As our friendship progressed, so did technology. We chatted on instant messenger and started Skyping weekly, our low-quality webcams keeping us connected miles apart. It was there that I first heard Charlotte’s British accent, and she’d always laugh when I said something “American” in my Midwestern accent. Her eyes would crinkle and she’d throw her head back, shocked at the way I said aluminum or garbage.
“We’ve just got to meet each other,” Charlotte said one night, well past 1 a.m. She was sitting in the dark on her bunk bed, trying to keep quiet so she wouldn’t wake her sister.

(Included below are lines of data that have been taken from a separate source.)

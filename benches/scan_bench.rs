//! Scan and projection benchmarks over a generated PHP tree.
//!
//! Run with: cargo bench --bench scan_bench

use criterion::{black_box, criterion_group, criterion_main, Criterion, Throughput};
use std::fs;
use std::path::Path;
use tempfile::TempDir;

use callmap::graph::{scan, ComponentGraph, ScanConfig, TopSegment};
use callmap::projection::{aggregate, sequence, AggregateOptions};

const PACKAGES: usize = 8;
const CLASSES_PER_PACKAGE: usize = 25;

/// Each class holds a typed field of the next class (wrapping across
/// packages) and calls into it from two methods, plus one static call.
fn write_tree(root: &Path) {
    let total = PACKAGES * CLASSES_PER_PACKAGE;
    for i in 0..total {
        let pkg = i / CLASSES_PER_PACKAGE;
        let next = (i + 1) % total;
        let next_pkg = next / CLASSES_PER_PACKAGE;
        let source = format!(
            r#"<?php
namespace Pkg{pkg};

use Pkg{next_pkg}\Node{next};

class Node{i}
{{
    private Node{next} $next;

    public function handle()
    {{
        $this->next->handle();
        $this->next->describe();
        $this->audit();
    }}

    public function describe()
    {{
        Node{next}::build();
        return sprintf('%d', {i});
    }}

    public static function build()
    {{
        return new Node{i}();
    }}

    private function audit()
    {{
    }}
}}
"#
        );
        let dir = root.join(format!("pkg{}", pkg));
        fs::create_dir_all(&dir).unwrap();
        fs::write(dir.join(format!("Node{}.php", i)), source).unwrap();
    }
}

fn benchmark_scan(c: &mut Criterion) {
    let temp_dir = TempDir::new().unwrap();
    write_tree(temp_dir.path());
    let files = (PACKAGES * CLASSES_PER_PACKAGE) as u64;

    let mut group = c.benchmark_group("scan");
    group.throughput(Throughput::Elements(files));
    for jobs in [1, 4] {
        let config = ScanConfig::new(vec![temp_dir.path().to_path_buf()]).with_jobs(Some(jobs));
        group.bench_function(format!("jobs_{}", jobs), |b| {
            b.iter(|| black_box(scan(&config).unwrap()))
        });
    }
    group.finish();
}

fn benchmark_projections(c: &mut Criterion) {
    let temp_dir = TempDir::new().unwrap();
    write_tree(temp_dir.path());
    let roots = vec![temp_dir.path().to_path_buf()];
    let outcome = scan(&ScanConfig::new(roots.clone())).unwrap();
    let entry = "Pkg0\\Node0::handle".parse().unwrap();

    c.bench_function("sequence_depth_10", |b| {
        b.iter(|| black_box(sequence::project(&outcome.graph, &entry, 10).unwrap()))
    });

    let assigner = TopSegment::new(&roots);
    c.bench_function("fold_components", |b| {
        b.iter(|| black_box(ComponentGraph::from_call_graph(&outcome.graph, &assigner)))
    });

    let components = ComponentGraph::from_call_graph(&outcome.graph, &assigner);
    c.bench_function("aggregate_view", |b| {
        b.iter(|| black_box(aggregate::project(&components, &AggregateOptions::default())))
    });
}

criterion_group!(benches, benchmark_scan, benchmark_projections);
criterion_main!(benches);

I relentlessly agreed, but neither of our parents were very keen on the idea of allowing their fourteen-year-olds to travel internationally. I kept pressing at mine, anyway. It took over a year before my mother folded—my dad relented much earlier. For every Christmas and birthday gift I asked for cash, I kept babysitting, and even started working at my neighbor’s catering company. I saved up until I could afford a plane ticket from Minneapolis to Manchester, UK—the city nearest to Charlotte’s home in Bolton.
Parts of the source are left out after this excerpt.